The coalition has now added 970,000 b/d in the past two months, as part of its plans to relax its output quotas to meet the growing demand for its oil.

But a bitter feud between emerging rivals Saudi Arabia and the UAE could put an end to that, with a deal to raise output by 2 million b/d between August to December in jeopardy. The dispute, which a week of negotiations has so far failed to resolve, could cause the OPEC+ alliance to leave quotas flat after July, potentially squeezing an already tightening market through the rest of the summer.

But it could also lead to sliding compliance, if not an outright price war if the dispute escalates, some analysts say.

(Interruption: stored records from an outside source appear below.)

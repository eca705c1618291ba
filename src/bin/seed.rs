use clap::Parser;
use game_reviews_lib::config::SeedConfig;

#[tokio::main]
async fn main() {
    let config = SeedConfig::parse();
    if let Err(e) = game_reviews_lib::run_seed(config).await {
        log::error!("{}", e);
        std::process::exit(1);
    }
}
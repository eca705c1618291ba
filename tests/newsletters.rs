mod common;

use axum::http::StatusCode;
use serde_json::json;

use common::{get, newsletters_app, post_form};

#[tokio::test]
async fn index_welcomes() {
    let (app, _db) = newsletters_app().await;
    let response = get(&app, "/").await;
    assert_eq!(response.status, StatusCode::OK);
    assert_eq!(
        response.json(),
        json!({"index": "Welcome to the Newsletter RESTful API"})
    );
}

#[tokio::test]
async fn form_post_creates_a_newsletter() {
    let (app, _db) = newsletters_app().await;
    let created = post_form(&app, "/newsletters", "title=Spring+Update&body=New+games%21").await;
    assert_eq!(created.status, StatusCode::CREATED);
    let body = created.json();
    assert_eq!(body["title"], json!("Spring Update"));
    assert_eq!(body["body"], json!("New games!"));

    let fetched = get(&app, &format!("/newsletters/{}", body["id"])).await;
    assert_eq!(fetched.json(), body);

    let list = get(&app, "/newsletters").await.json();
    assert_eq!(list, json!([body]));
}

#[tokio::test]
async fn missing_newsletter_is_404() {
    let (app, _db) = newsletters_app().await;
    let response = get(&app, "/newsletters/1").await;
    assert_eq!(response.status, StatusCode::NOT_FOUND);
    assert!(response.json()["error"].is_string());
}

#[tokio::test]
async fn empty_list_is_an_empty_array() {
    let (app, _db) = newsletters_app().await;
    assert_eq!(get(&app, "/newsletters").await.json(), json!([]));
}

#[tokio::test]
async fn incomplete_form_is_a_json_422() {
    let (app, _db) = newsletters_app().await;
    let response = post_form(&app, "/newsletters", "title=only").await;
    assert_eq!(response.status, StatusCode::UNPROCESSABLE_ENTITY);
    assert_eq!(response.content_type.as_deref(), Some("application/json"));
    assert!(response.json()["error"].as_str().unwrap().contains("body"));
}

#[tokio::test]
async fn non_integer_id_is_404() {
    let (app, _db) = newsletters_app().await;
    let response = get(&app, "/newsletters/abc").await;
    assert_eq!(response.status, StatusCode::NOT_FOUND);
    assert!(response.json()["error"].is_string());
}
pub mod config;
pub mod database;
pub mod entity;
pub mod error;
pub mod routes;
pub mod seed;
pub mod serializer;
pub mod utils;

use axum::Router;
use migration::{Migrator, NewsletterMigrator};
use tokio::net::TcpListener;
use tokio::signal;

use config::{GamesConfig, NewslettersConfig, SeedConfig};
use database::{close_connection, connect_and_migrate};
use routes::{ApiContext, games::GamesState};
use seed::{SeedOptions, SeedSummary};
use serializer::{RuleTable, Serializer};
use utils::logs::{current_log_level, init_logger};

/// 由实体声明的规则加上命令行附加规则构建规则表，并校验遍历能够终止
pub fn build_serializer(exclude: &[String], max_depth: usize) -> Result<Serializer, String> {
    let raw = entity::serialize_rules()
        .map(str::to_string)
        .chain(exclude.iter().cloned());
    let rules = RuleTable::new(raw).map_err(|e| format!("序列化规则无效: {}", e))?;
    log::debug!(
        "序列化规则 {} 条，最大遍历深度 {}",
        rules.len(),
        rules.traversal_depth()
    );
    Serializer::new(rules, max_depth).map_err(|e| format!("序列化规则无效: {}", e))
}

/// 启动 games 服务
pub async fn run_games(config: GamesConfig) -> Result<(), String> {
    init_logger(config.common.log_level);
    log::info!("日志级别: {:?}", current_log_level());

    let serializer = build_serializer(&config.exclude, config.max_depth)?;
    let url = config.database_url()?;
    let db = connect_and_migrate::<Migrator>(&url)
        .await
        .map_err(|e| format!("数据库初始化失败: {}", e))?;

    let state = GamesState::new(db.clone(), serializer, !config.common.compact_json)
        .map_err(|e| format!("序列化规则无效: {}", e))?;
    let served = serve(routes::games::router(state), &config.address()).await;

    close_connection(db)
        .await
        .map_err(|e| format!("关闭数据库连接失败: {}", e))?;
    served
}

/// 启动 newsletters 服务
pub async fn run_newsletters(config: NewslettersConfig) -> Result<(), String> {
    init_logger(config.common.log_level);
    log::info!("日志级别: {:?}", current_log_level());

    let serializer = build_serializer(&[], serializer::DEFAULT_MAX_DEPTH)?;
    let url = config.database_url()?;
    let db = connect_and_migrate::<NewsletterMigrator>(&url)
        .await
        .map_err(|e| format!("数据库初始化失败: {}", e))?;

    let api = ApiContext::new(db.clone(), serializer, !config.common.compact_json);
    let served = serve(routes::newsletters::router(api), &config.address()).await;

    close_connection(db)
        .await
        .map_err(|e| format!("关闭数据库连接失败: {}", e))?;
    served
}

/// 清空并重新填充 games 数据库
pub async fn run_seed(config: SeedConfig) -> Result<SeedSummary, String> {
    init_logger(config.log_level);

    let url = config.database_url()?;
    let db = connect_and_migrate::<Migrator>(&url)
        .await
        .map_err(|e| format!("数据库初始化失败: {}", e))?;

    let options = SeedOptions {
        users: config.users,
        games: config.games,
        max_reviews_per_user: config.max_reviews_per_user,
    };
    match config.seed {
        Some(seed) => log::info!("使用随机种子 {}", seed),
        None => log::info!("未指定随机种子，结果不可复现"),
    }
    let plan = seed::plan(&options, &mut seed::rng_from_seed(config.seed));

    log::info!("开始填充数据...");
    let summary = seed::apply(&db, plan)
        .await
        .map_err(|e| format!("数据填充失败: {}", e))?;
    log::info!(
        "填充完成: {} 个用户, {} 个游戏, {} 条评测",
        summary.users,
        summary.games,
        summary.reviews
    );

    close_connection(db)
        .await
        .map_err(|e| format!("关闭数据库连接失败: {}", e))?;
    Ok(summary)
}

async fn serve(app: Router, address: &str) -> Result<(), String> {
    let listener = TcpListener::bind(address)
        .await
        .map_err(|e| format!("无法监听 {}: {}", address, e))?;
    log::info!("服务已启动: http://{}", address);

    axum::serve(listener, app)
        .with_graceful_shutdown(shutdown_signal())
        .await
        .map_err(|e| format!("服务运行出错: {}", e))?;

    log::info!("服务已停止");
    Ok(())
}

async fn shutdown_signal() {
    let ctrl_c = async {
        match signal::ctrl_c().await {
            Ok(()) => log::info!("收到 Ctrl+C，准备退出"),
            Err(e) => {
                log::error!("无法监听 Ctrl+C: {}", e);
                std::future::pending::<()>().await;
            }
        }
    };

    #[cfg(unix)]
    let terminate = async {
        match signal::unix::signal(signal::unix::SignalKind::terminate()) {
            Ok(mut sigterm) => {
                sigterm.recv().await;
                log::info!("收到 SIGTERM，准备退出");
            }
            Err(e) => {
                log::error!("无法监听 SIGTERM: {}", e);
                std::future::pending::<()>().await;
            }
        }
    };

    #[cfg(not(unix))]
    let terminate = std::future::pending::<()>();

    tokio::select! {
        _ = ctrl_c => {},
        _ = terminate => {},
    }
}
mod common;

use game_reviews_lib::config::SeedConfig;
use game_reviews_lib::database::repository::{
    games_repository::GamesRepository, reviews_repository::ReviewsRepository,
    users_repository::UsersRepository,
};
use game_reviews_lib::seed::{self, SeedOptions};

use clap::Parser;
use common::{MEMORY_DB, games_db};

#[tokio::test]
async fn apply_replaces_previous_data() {
    let db = games_db().await;
    let options = SeedOptions {
        users: 5,
        games: 4,
        max_reviews_per_user: 3,
    };

    let first = seed::plan(&options, &mut seed::rng_from_seed(Some(1)));
    seed::apply(&db, first).await.unwrap();

    let second = seed::plan(&options, &mut seed::rng_from_seed(Some(2)));
    let expected_reviews = second.reviews.len();
    let summary = seed::apply(&db, second).await.unwrap();

    assert_eq!(summary.users, 5);
    assert_eq!(summary.games, 4);
    assert_eq!(summary.reviews, expected_reviews);
    assert_eq!(UsersRepository::count(&db).await.unwrap(), 5);
    assert_eq!(GamesRepository::count(&db).await.unwrap(), 4);
    assert_eq!(
        ReviewsRepository::count(&db).await.unwrap(),
        expected_reviews as u64
    );
    assert!((5..=15).contains(&expected_reviews));
}

#[tokio::test]
async fn run_seed_with_defaults() {
    let config = SeedConfig::try_parse_from(["seed", "--database-url", MEMORY_DB, "--seed", "42"])
        .unwrap();
    let summary = game_reviews_lib::run_seed(config).await.unwrap();
    assert_eq!(summary.users, 100);
    assert_eq!(summary.games, 100);
    assert!((100..=1000).contains(&summary.reviews));
}
//! 数据实体模块
//!
//! 包含所有 SeaORM 实体定义，以及每个实体声明的序列化排除规则。

pub mod prelude;

// === games 服务（app.db）===
pub mod games;
pub mod reviews;
pub mod users;

// === newsletters 服务（newsletters.db）===
pub mod newsletters;

/// 默认的序列化排除规则表，按实体汇总
pub fn serialize_rules() -> impl Iterator<Item = &'static str> {
    games::SERIALIZE_RULES
        .iter()
        .chain(reviews::SERIALIZE_RULES)
        .chain(users::SERIALIZE_RULES)
        .copied()
}
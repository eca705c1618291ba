//! newsletters 服务

use axum::{
    Router,
    extract::State,
    http::StatusCode,
    middleware,
    response::Response,
    routing::get,
};
use serde_json::json;

use super::{ApiContext, FormBody, PathParam, log_request};
use crate::database::dto::InsertNewsletterData;
use crate::database::repository::newsletters_repository::NewslettersRepository;
use crate::error::AppError;
use crate::serializer::EntityKind;

pub const WELCOME_TEXT: &str = "Welcome to the Newsletter RESTful API";

pub fn router(state: ApiContext) -> Router {
    Router::new()
        .route("/", get(index))
        .route("/newsletters", get(list_newsletters).post(create_newsletter))
        .route("/newsletters/{id}", get(newsletter_by_id))
        .layer(middleware::from_fn(log_request))
        .with_state(state)
}

async fn index(State(state): State<ApiContext>) -> Response {
    state.render(StatusCode::OK, &json!({ "index": WELCOME_TEXT }))
}

async fn list_newsletters(State(state): State<ApiContext>) -> Result<Response, AppError> {
    state.list(EntityKind::Newsletter, &[]).await
}

async fn newsletter_by_id(
    State(state): State<ApiContext>,
    PathParam(id): PathParam<i32>,
) -> Result<Response, AppError> {
    state.one(EntityKind::Newsletter, id, StatusCode::OK).await
}

async fn create_newsletter(
    State(state): State<ApiContext>,
    FormBody(payload): FormBody<InsertNewsletterData>,
) -> Result<Response, AppError> {
    let newsletter = NewslettersRepository::insert(&state.db, payload).await?;
    log::info!("新增 newsletter #{}: {}", newsletter.id, newsletter.title);
    state
        .one(EntityKind::Newsletter, newsletter.id, StatusCode::CREATED)
        .await
}
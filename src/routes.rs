//! HTTP 路由
//!
//! 持久化连接和序列化器通过路由状态显式传入处理函数，没有全局数据库句柄。

pub mod games;
pub mod newsletters;

use std::sync::Arc;
use std::time::Instant;

use axum::{
    extract::{FromRequest, FromRequestParts, Request},
    http::{StatusCode, header::CONTENT_TYPE},
    middleware::Next,
    response::{IntoResponse, Response},
};
use sea_orm::DatabaseConnection;
use serde_json::Value;

use crate::database::GraphLoader;
use crate::error::AppError;
use crate::serializer::{EntityKind, Rule, Serializer};

/// 处理函数共用的上下文
#[derive(Clone)]
pub struct ApiContext {
    pub db: DatabaseConnection,
    pub serializer: Arc<Serializer>,
    pub pretty_json: bool,
}

impl ApiContext {
    pub fn new(db: DatabaseConnection, serializer: Serializer, pretty_json: bool) -> Self {
        Self {
            db,
            serializer: Arc::new(serializer),
            pretty_json,
        }
    }

    /// 序列化某类型的全部实体
    pub async fn list(&self, kind: EntityKind, extra: &[Rule]) -> Result<Response, AppError> {
        let loader = GraphLoader::new(&self.serializer);
        let (graph, ids) = loader.load_all(&self.db, kind, extra).await?;
        let items = self
            .serializer
            .serialize_many_with(&graph, kind, &ids, extra)?;
        Ok(self.render(StatusCode::OK, &Value::Array(items)))
    }

    /// 序列化单个实体，不存在时返回 404
    pub async fn one(
        &self,
        kind: EntityKind,
        id: i32,
        status: StatusCode,
    ) -> Result<Response, AppError> {
        let loader = GraphLoader::new(&self.serializer);
        let graph = loader
            .load_one(&self.db, kind, id, &[])
            .await?
            .ok_or_else(|| AppError::NotFound(format!("{kind} #{id} 不存在")))?;
        let body = self.serializer.serialize(&graph, kind, id)?;
        Ok(self.render(status, &Value::Object(body)))
    }

    pub fn render(&self, status: StatusCode, value: &Value) -> Response {
        let body = if self.pretty_json {
            serde_json::to_string_pretty(value)
        } else {
            serde_json::to_string(value)
        };

        match body {
            Ok(body) => (status, [(CONTENT_TYPE, "application/json")], body).into_response(),
            Err(e) => {
                log::error!("JSON 编码失败: {}", e);
                StatusCode::INTERNAL_SERVER_ERROR.into_response()
            }
        }
    }
}

/// JSON 请求体；解析失败时以 `{"error": ...}` 返回 422
#[derive(FromRequest)]
#[from_request(via(axum::Json), rejection(AppError))]
pub struct JsonBody<T>(pub T);

/// 表单请求体；解析失败时以 `{"error": ...}` 返回 422
#[derive(FromRequest)]
#[from_request(via(axum::Form), rejection(AppError))]
pub struct FormBody<T>(pub T);

/// 路径参数；无法解析时返回 404
#[derive(FromRequestParts)]
#[from_request(via(axum::extract::Path), rejection(AppError))]
pub struct PathParam<T>(pub T);

/// 记录每个请求的方法、路径、状态码和耗时
pub async fn log_request(request: Request, next: Next) -> Response {
    let method = request.method().clone();
    let path = request.uri().path().to_string();
    let started = Instant::now();

    let response = next.run(request).await;

    log::info!(
        "{} {} -> {} ({} ms)",
        method,
        path,
        response.status().as_u16(),
        started.elapsed().as_millis()
    );
    response
}
//! 评测实体
//!
//! 每条评测恰好属于一个游戏和一个用户，外键均为 NOT NULL。

use sea_orm::entity::prelude::*;
use serde::{Deserialize, Serialize};

/// 序列化评测时，嵌套的游戏与用户都不再展开各自的评测列表
pub const SERIALIZE_RULES: &[&str] = &["review.game.reviews", "review.user.reviews"];

#[derive(Clone, Debug, PartialEq, Eq, DeriveEntityModel, Serialize, Deserialize)]
#[sea_orm(table_name = "reviews")]
pub struct Model {
    #[sea_orm(primary_key)]
    pub id: i32,
    pub score: i32,
    #[sea_orm(column_type = "Text")]
    pub comment: String,
    pub created_at: DateTimeUtc,
    pub updated_at: Option<DateTimeUtc>,

    // === 外键 ===
    pub game_id: i32,
    pub user_id: i32,
}

#[derive(Copy, Clone, Debug, EnumIter, DeriveRelation)]
pub enum Relation {
    #[sea_orm(
        belongs_to = "super::games::Entity",
        from = "Column::GameId",
        to = "super::games::Column::Id",
        on_delete = "Cascade"
    )]
    Games,
    #[sea_orm(
        belongs_to = "super::users::Entity",
        from = "Column::UserId",
        to = "super::users::Column::Id",
        on_delete = "Cascade"
    )]
    Users,
}

impl Related<super::games::Entity> for Entity {
    fn to() -> RelationDef {
        Relation::Games.def()
    }
}

impl Related<super::users::Entity> for Entity {
    fn to() -> RelationDef {
        Relation::Users.def()
    }
}

impl ActiveModelBehavior for ActiveModel {}
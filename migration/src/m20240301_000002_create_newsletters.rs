use sea_orm_migration::prelude::*;

#[derive(DeriveMigrationName)]
pub struct Migration;

#[async_trait::async_trait]
impl MigrationTrait for Migration {
    async fn up(&self, manager: &SchemaManager) -> Result<(), DbErr> {
        manager
            .create_table(
                Table::create()
                    .table(Newsletters::Table)
                    .if_not_exists()
                    .col(
                        ColumnDef::new(Newsletters::Id)
                            .integer()
                            .not_null()
                            .auto_increment()
                            .primary_key(),
                    )
                    .col(ColumnDef::new(Newsletters::Title).text().not_null())
                    .col(ColumnDef::new(Newsletters::Body).text().not_null())
                    .to_owned(),
            )
            .await
    }

    async fn down(&self, manager: &SchemaManager) -> Result<(), DbErr> {
        manager
            .drop_table(Table::drop().table(Newsletters::Table).to_owned())
            .await
    }
}

#[derive(DeriveIden)]
enum Newsletters {
    Table,
    Id,
    Title,
    Body,
}
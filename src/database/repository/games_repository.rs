//! 游戏数据仓库

use crate::database::dto::InsertGameData;
use crate::entity::games;
use crate::entity::prelude::*;
use sea_orm::*;

/// 游戏数据仓库
pub struct GamesRepository;

impl GamesRepository {
    // ==================== 游戏 CRUD 操作 ====================

    /// 插入游戏数据，created_at 取当前时间
    pub async fn insert<C: ConnectionTrait>(
        db: &C,
        game: InsertGameData,
    ) -> Result<games::Model, DbErr> {
        let game_active = games::ActiveModel {
            id: NotSet,
            title: Set(game.title),
            genre: Set(game.genre),
            platform: Set(game.platform),
            price: Set(game.price),
            created_at: Set(chrono::Utc::now()),
            updated_at: Set(None),
        };

        game_active.insert(db).await
    }

    // ==================== 查询操作 ====================

    /// 检查标题是否已存在
    pub async fn exists_title<C: ConnectionTrait>(db: &C, title: &str) -> Result<bool, DbErr> {
        Ok(Games::find()
            .filter(games::Column::Title.eq(title))
            .count(db)
            .await?
            > 0)
    }

    /// 获取游戏总数
    pub async fn count<C: ConnectionTrait>(db: &C) -> Result<u64, DbErr> {
        Games::find().count(db).await
    }

    /// 删除全部游戏（重新填充数据时使用）
    pub async fn delete_all<C: ConnectionTrait>(db: &C) -> Result<DeleteResult, DbErr> {
        Games::delete_many().exec(db).await
    }
}
use crate::database::dto::InsertNewsletterData;
use crate::entity::newsletters;
use sea_orm::*;

/// Newsletter 数据仓库
pub struct NewslettersRepository;

impl NewslettersRepository {
    pub async fn insert<C: ConnectionTrait>(
        db: &C,
        newsletter: InsertNewsletterData,
    ) -> Result<newsletters::Model, DbErr> {
        let newsletter_active = newsletters::ActiveModel {
            id: NotSet,
            title: Set(newsletter.title),
            body: Set(newsletter.body),
        };

        newsletter_active.insert(db).await
    }
}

Ministerial talks are currently suspended, with the UAE not budging from its stance that its output target should be revised as a condition of continuing the OPEC+ supply management pact to the end of 2022 and Saudi Arabia insisting that the production rises and the extension remain tied together, according to delegates.

The IEA points out that the overhang in global oil stocks that built up last year has already been worked off and that OECD industry stocks are now well below historical averages.

Furthermore, “our current balances suggest the third quarter of 2021 could see the largest crude oil stock draw in at least a decade”, it said. “Product stocks are also set to fall as drivers frustrated by confinement and travel restrictions take to the road en masse.”

The IEA estimates that global oil consumption jumped by 3.2mn b/d last month compared with May, following two consecutive months of falls. It expects robust global economic growth, rising vaccination rates and an easing of Covid restrictions “to underpin stronger global oil demand for the remainder of the year”.

The IEA forecasts that demand in July-December will be 4.6mn b/d higher than in the first six months of the year. It has raised its full-year 2021 demand growth projection by 40,000 b/d from last month’s report to 5.4mn b/d on the back of a “stronger than expected rebound in oil demand in countries such as China, Kuwait and the US”. And it has trimmed its 2022 demand growth forecast by 60,000 b/d to 3mn b/d, with higher prices forcing downgrades in the US and some parts of Europe. It warns that “escalating Covid cases in a number of countries remain a key downside risk to the forecast”.

The IEA sees the call on OPEC+ crude rising to 42.8mn b/d in the third quarter and 44.1mn b/d in the last three months of 2021, compared with the estimated June output of 40.9mn b/d. It expects supply from outside OPEC+ to increase by 770,000 b/d this year and a further 1.6mn b/d in 2022.